La mañana en que la excavadora mordió la Ría para convertirla en un boulevard, la tierra devolvió una sorpresa: bajo el asfalto futuro apareció arena, como si el Nervión hubiera decidido recordar en voz alta que antes de ser postal de titanio y cristal fue playa íntima, infancia geológica, un lugar donde el agua se tumbaba a descansar. La arena surgía húmeda, con ese olor antiguo que no pertenece al progreso ni a la nostalgia, sino a algo más elemental: la memoria del suelo.

Bilbao tiene la costumbre de reinventarse sobre sí misma, como esos hombres que se compran un traje nuevo para tapar una cicatriz, pero al caminar la herida vuelve a doler. El boulevard promete paseantes con zapatillas limpias, cafés de especialidad y árboles recién plantados que aún no saben dar sombra. Sin embargo, bajo la obra late una textura blanda que contradice la solemnidad de los planos urbanísticos.

Pensé entonces en el Hospital de Cruces, en las urgencias pediátricas donde un grupo de personas decidió que la valentía también podía tener capa y máscara. El proyecto Supertxapeldunak nació para que los niños, atravesados por agujas y diagnósticos, pudieran sentirse héroes vascos por un rato, campeones de una batalla invisible, con el Athletic de la mano. Allí no se levantan boulevards ni se cortan cintas; se levantan sonrisas precarias, se inaugura el coraje cotidiano. Y, como la arena bajo el paseo, ese proyecto apareció donde nadie lo esperaba: en medio del dolor organizado.
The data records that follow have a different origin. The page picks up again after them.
//! Drawing tracking Gantt charts with plotters.
//!
//! A [`GanttRenderer`] draws a [`ChartLayout`] onto a plotters backend
//! picked from the output path: SVG for `.svg`, the bitmap backend for
//! `.png`, `.bmp`, `.jpg` and `.jpeg`. Axes and ticks are drawn by hand
//! rather than through the plotters mesh so that major/minor ticks, hidden
//! top/right borders and the arrowhead on the time axis come out exactly as
//! laid out.

use std::path::{Path, PathBuf};

use log::{debug, info};
use plotters::coord::Shift;
use plotters::element::DashedPathElement;
use plotters::prelude::*;
use plotters::style::{FontDesc, FontFamily, FontStyle};
use plotters_backend::text_anchor::{HPos, Pos, VPos};
use plotters_backend::BackendCoord;
use serde::{Deserialize, Serialize};

use crate::error::{GanttError, RenderResultExt, Result};
use crate::layout::{ChartInput, ChartLayout, LineStyle, Segment};

const LIGHT_GREY: RGBColor = RGBColor(211, 211, 211);
const PAST_OPACITY: f64 = 0.3;
const MAJOR_TICK_LEN: i32 = 10;
const MINOR_TICK_LEN: i32 = 5;
const ARROW_LEN: i32 = 7;
const ARROW_HALF_WIDTH: i32 = 3;
/// Dash length and gap in pixels
const DASH: (u32, u32) = (8, 5);
const DOT: (u32, u32) = (2, 4);

/// Appearance settings of a rendered chart.
#[derive(Debug, Clone, PartialEq, Serialize, Deserialize)]
#[serde(default, deny_unknown_fields)]
pub struct ChartOptions {
    /// Figure width in pixels
    pub width: u32,
    /// Figure height in pixels
    pub height: u32,
    /// Font size of row labels and tick labels
    pub font_size: f64,
    /// Floor for the largest time on the axis
    pub max_time: i64,
}

impl Default for ChartOptions {
    fn default() -> Self {
        Self {
            width: 1000,
            height: 800,
            font_size: 14.0,
            max_time: 0,
        }
    }
}

/// Image format written for an output path.
#[derive(Debug, Clone, Copy, PartialEq, Eq)]
pub enum OutputFormat {
    Svg,
    Bitmap,
}

impl OutputFormat {
    /// Pick the format from a path's extension.
    ///
    /// # Errors
    ///
    /// Returns `GanttError::Render` for missing or unsupported extensions.
    pub fn from_path(path: &Path) -> Result<Self> {
        let ext = path
            .extension()
            .and_then(|ext| ext.to_str())
            .map(str::to_ascii_lowercase)
            .unwrap_or_default();
        match ext.as_str() {
            "svg" => Ok(Self::Svg),
            "png" | "bmp" | "jpg" | "jpeg" => Ok(Self::Bitmap),
            _ => Err(GanttError::render(format!(
                "unsupported output format for '{}'",
                path.display()
            ))),
        }
    }
}

/// Builder for creating and configuring [`GanttRenderer`] instances.
#[derive(Debug, Clone, Default)]
pub struct GanttRendererBuilder {
    options: ChartOptions,
    output_path: Option<PathBuf>,
}

impl GanttRendererBuilder {
    /// Creates a new builder with default settings.
    pub fn new() -> Self {
        Self::default()
    }

    /// Replaces all chart options at once.
    pub fn with_options(mut self, options: ChartOptions) -> Self {
        self.options = options;
        self
    }

    /// Sets the figure size in pixels.
    pub fn with_figure_size(mut self, width: u32, height: u32) -> Self {
        self.options.width = width;
        self.options.height = height;
        self
    }

    /// Sets the floor for the largest time on the axis.
    pub fn with_max_time(mut self, max_time: i64) -> Self {
        self.options.max_time = max_time;
        self
    }

    /// Sets the label font size.
    pub fn with_font_size(mut self, font_size: f64) -> Self {
        self.options.font_size = font_size;
        self
    }

    /// Sets the file the chart is saved to.
    ///
    /// If not specified, [`GanttRenderer::render`] only lays the chart out
    /// and draws it in memory.
    pub fn with_output_path<P: AsRef<Path>>(mut self, path: Option<P>) -> Self {
        if let Some(path) = path {
            self.output_path = Some(path.as_ref().to_path_buf());
        }
        self
    }

    /// Builds the configured renderer.
    ///
    /// # Errors
    ///
    /// Returns `GanttError::Configuration` for an empty figure or a
    /// non-positive font size, and `GanttError::Render` if the output path
    /// has an unsupported extension.
    pub fn build(self) -> Result<GanttRenderer> {
        if self.options.width == 0 || self.options.height == 0 {
            return Err(GanttError::Configuration {
                message: format!(
                    "figure size must be positive, got {}x{}",
                    self.options.width, self.options.height
                ),
            });
        }
        if !self.options.font_size.is_finite() || self.options.font_size <= 0.0 {
            return Err(GanttError::Configuration {
                message: format!("font size must be positive, got {}", self.options.font_size),
            });
        }
        if let Some(path) = &self.output_path {
            OutputFormat::from_path(path)?;
        }

        Ok(GanttRenderer {
            options: self.options,
            output_path: self.output_path,
        })
    }
}

/// Draws tracking Gantt charts.
#[derive(Debug, Clone)]
pub struct GanttRenderer {
    options: ChartOptions,
    output_path: Option<PathBuf>,
}

impl GanttRenderer {
    /// Chart options in effect.
    pub fn options(&self) -> &ChartOptions {
        &self.options
    }

    /// Configured output path.
    pub fn output_path(&self) -> Option<&Path> {
        self.output_path.as_deref()
    }

    /// Lay out a chart with this renderer's axis floor.
    ///
    /// # Errors
    ///
    /// Returns `GanttError::Inconsistent` if the input slices differ in
    /// length.
    pub fn layout(&self, input: &ChartInput<'_>) -> Result<ChartLayout> {
        ChartLayout::compute(input, self.options.max_time)
    }

    /// Lay out and draw a chart, saving it when an output path is set.
    ///
    /// Without an output path the chart is drawn into an in-memory SVG
    /// document that is discarded.
    ///
    /// # Errors
    ///
    /// Returns layout errors, `GanttError::Render` for drawing failures and
    /// `GanttError::FileSystem` if the output directory cannot be created.
    pub fn render(&self, input: &ChartInput<'_>) -> Result<ChartLayout> {
        let layout = self.layout(input)?;
        match &self.output_path {
            Some(path) => self.save(&layout, path)?,
            None => {
                let svg = self.render_svg(&layout)?;
                debug!("Rendered chart in memory ({} bytes of SVG)", svg.len());
            }
        }
        Ok(layout)
    }

    /// Draw a layout into an SVG document.
    ///
    /// # Errors
    ///
    /// Returns `GanttError::Render` for drawing failures.
    pub fn render_svg(&self, layout: &ChartLayout) -> Result<String> {
        let mut svg = String::new();
        {
            let root = SVGBackend::with_string(&mut svg, self.size()).into_drawing_area();
            draw_chart(&root, layout, &self.options)?;
            root.present().render_context("finishing SVG document")?;
        }
        Ok(svg)
    }

    /// Draw a layout into an image file, format chosen by extension.
    ///
    /// # Errors
    ///
    /// Returns `GanttError::Render` for unsupported extensions or drawing
    /// failures and `GanttError::FileSystem` if the parent directory cannot
    /// be created.
    pub fn save(&self, layout: &ChartLayout, path: &Path) -> Result<()> {
        let format = OutputFormat::from_path(path)?;

        if let Some(parent) = path.parent().filter(|p| !p.as_os_str().is_empty()) {
            std::fs::create_dir_all(parent).map_err(|e| GanttError::FileSystem {
                path: parent.to_path_buf(),
                source: e,
            })?;
        }

        match format {
            OutputFormat::Svg => {
                let root = SVGBackend::new(path, self.size()).into_drawing_area();
                draw_chart(&root, layout, &self.options)?;
                root.present().render_context("writing SVG file")?;
            }
            OutputFormat::Bitmap => {
                let root = BitMapBackend::new(path, self.size()).into_drawing_area();
                draw_chart(&root, layout, &self.options)?;
                root.present().render_context("writing image file")?;
            }
        }

        info!("Saved chart with {} rows to {}", layout.rows.len(), path.display());
        Ok(())
    }

    fn size(&self) -> (u32, u32) {
        (self.options.width, self.options.height)
    }
}

/// Lay out and draw a chart in one call.
///
/// # Errors
///
/// Returns the errors of [`GanttRendererBuilder::build`] and
/// [`GanttRenderer::render`].
pub fn create_gantt_chart(
    input: &ChartInput<'_>,
    options: &ChartOptions,
    output: Option<&Path>,
) -> Result<ChartLayout> {
    GanttRendererBuilder::new()
        .with_options(options.clone())
        .with_output_path(output)
        .build()?
        .render(input)
}

/// Open a saved chart in the system's default viewer.
///
/// Returns once the viewer has been launched.
///
/// # Errors
///
/// Returns `GanttError::Render` if no viewer could be launched.
pub fn show_chart(path: &Path) -> Result<()> {
    opener::open(path).render_context("opening chart viewer")?;
    info!("Opened {} in the default viewer", path.display());
    Ok(())
}

/// Part of `span` inside the horizontal extent `range`, if any.
fn clip_span((x0, x1): (f64, f64), (lo, hi): (f64, f64)) -> Option<(f64, f64)> {
    let (from, to) = (x0.max(lo), x1.min(hi));
    (from <= to).then_some((from, to))
}

fn within((lo, hi): (f64, f64), x: f64) -> bool {
    (lo..=hi).contains(&x)
}

fn label_font(size: f64) -> FontDesc<'static> {
    FontDesc::new(FontFamily::SansSerif, size, FontStyle::Normal)
}

fn draw_chart<DB: DrawingBackend>(
    root: &DrawingArea<DB, Shift>,
    layout: &ChartLayout,
    options: &ChartOptions,
) -> Result<()> {
    root.fill(&WHITE).render_context("clearing canvas")?;

    let (x_min, x_max) = layout.x_range;
    let (y_min, y_max) = layout.y_range;
    let margin = (options.font_size * 3.0).round() as u32;

    let chart = ChartBuilder::on(root)
        .margin(margin)
        .margin_bottom(margin * 2)
        .build_cartesian_2d(x_min..x_max, y_min..y_max)
        .render_context("building chart area")?;

    // Rows grow downward: activity 1 sits at the top.
    let to_pixel = |(x, y): (f64, f64)| chart.backend_coord(&(x, y_min + y_max - y));

    let (x_pixels, y_pixels) = chart.plotting_area().get_pixel_range();
    let (left, right) = (x_pixels.start, x_pixels.end);
    let (top, bottom) = (y_pixels.start, y_pixels.end);

    // Gridlines sit beneath everything else.
    for &tick in &layout.major_ticks {
        let x = to_pixel((tick as f64, y_min)).0;
        draw_line(root, (x, top), (x, bottom), &BLACK, 1)?;
    }

    // Data shapes are clipped to the horizontal extent; labels are not.
    let x_range = layout.x_range;
    if let Some(past) = &layout.shading {
        if let Some((x0, x1)) = clip_span(past.x, x_range) {
            root.draw(&Rectangle::new(
                [to_pixel((x0, past.y.0)), to_pixel((x1, past.y.1))],
                LIGHT_GREY.mix(PAST_OPACITY).filled(),
            ))
            .render_context("shading the past")?;
        }
    }

    let font = label_font(options.font_size);
    for row in &layout.rows {
        if let Some((x0, x1)) = clip_span(row.bar.x, x_range) {
            root.draw(&Rectangle::new(
                [to_pixel((x0, row.bar.y.0)), to_pixel((x1, row.bar.y.1))],
                LIGHT_GREY.filled(),
            ))
            .render_context("drawing activity bar")?;
        }

        root.draw(&Text::new(
            row.label.clone(),
            to_pixel(row.label_at),
            font.color(&BLACK).pos(Pos::new(HPos::Left, VPos::Center)),
        ))
        .render_context("drawing row label")?;

        for curve in [&row.start_curve, &row.end_curve] {
            let points: Vec<BackendCoord> = curve
                .iter()
                .copied()
                .filter(|&(x, _)| within(x_range, x))
                .map(to_pixel)
                .collect();
            if points.len() < 2 {
                continue;
            }
            root.draw(&PathElement::new(points, BLACK.stroke_width(2)))
                .render_context("drawing distribution curve")?;
        }

        for segment in row.connectors.iter().chain(row.ticks()) {
            if within(x_range, segment.from.0) {
                draw_segment(root, segment, &to_pixel)?;
            }
        }
    }

    if let Some(now) = layout.now_line.filter(|now| within(x_range, now.from.0)) {
        draw_segment(root, &now, &to_pixel)?;
    }

    draw_time_axis(root, layout, &font, &to_pixel, (left, right), (top, bottom))?;

    debug!(
        "Drew {} rows on a {}x{} canvas",
        layout.rows.len(),
        options.width,
        options.height
    );
    Ok(())
}

fn draw_time_axis<DB, F>(
    root: &DrawingArea<DB, Shift>,
    layout: &ChartLayout,
    font: &FontDesc<'_>,
    to_pixel: &F,
    (left, right): (i32, i32),
    (top, bottom): (i32, i32),
) -> Result<()>
where
    DB: DrawingBackend,
    F: Fn((f64, f64)) -> BackendCoord,
{
    // Left and bottom borders only.
    draw_line(root, (left, top), (left, bottom), &BLACK, 1)?;
    draw_line(root, (left, bottom), (right, bottom), &BLACK, 1)?;
    root.draw(&Polygon::new(
        vec![
            (right, bottom - ARROW_HALF_WIDTH),
            (right + ARROW_LEN, bottom),
            (right, bottom + ARROW_HALF_WIDTH),
        ],
        BLACK.filled(),
    ))
    .render_context("drawing axis arrow")?;

    let y_min = layout.y_range.0;
    for &tick in &layout.minor_ticks {
        let x = to_pixel((tick as f64, y_min)).0;
        draw_line(root, (x, bottom), (x, bottom + MINOR_TICK_LEN), &BLACK, 1)?;
    }

    let tick_label = font.color(&BLACK).pos(Pos::new(HPos::Center, VPos::Top));
    for &tick in &layout.major_ticks {
        let x = to_pixel((tick as f64, y_min)).0;
        draw_line(root, (x, bottom), (x, bottom + MAJOR_TICK_LEN), &BLACK, 1)?;
        root.draw(&Text::new(
            tick.to_string(),
            (x, bottom + MAJOR_TICK_LEN + 4),
            tick_label.clone(),
        ))
        .render_context("drawing tick label")?;
    }

    Ok(())
}

fn draw_segment<DB, F>(root: &DrawingArea<DB, Shift>, segment: &Segment, to_pixel: &F) -> Result<()>
where
    DB: DrawingBackend,
    F: Fn((f64, f64)) -> BackendCoord,
{
    let from = to_pixel(segment.from);
    let to = to_pixel(segment.to);
    let width = segment.width;

    match segment.style {
        LineStyle::Solid => draw_line(root, from, to, &BLACK, width),
        LineStyle::Dashed | LineStyle::Dotted => {
            let (dash, gap) = if segment.style == LineStyle::Dashed { DASH } else { DOT };
            root.draw(&DashedPathElement::new(
                vec![from, to],
                dash,
                gap,
                BLACK.stroke_width(width),
            ))
            .render_context("drawing dashed line")
        }
    }
}

fn draw_line<DB: DrawingBackend>(
    root: &DrawingArea<DB, Shift>,
    from: BackendCoord,
    to: BackendCoord,
    color: &RGBColor,
    width: u32,
) -> Result<()> {
    root.draw(&PathElement::new(vec![from, to], color.stroke_width(width)))
        .render_context("drawing line")
}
La ciudad presume de sus transformaciones espectaculares, pero rara vez se detiene a escuchar lo que brota por accidente. La arena es un error para el ingeniero y una metáfora para el escritor. Es la prueba de que el suelo guarda una infancia, igual que esos niños del hospital guardan un deseo intacto de juego incluso cuando el cuerpo se les vuelve territorio hostil.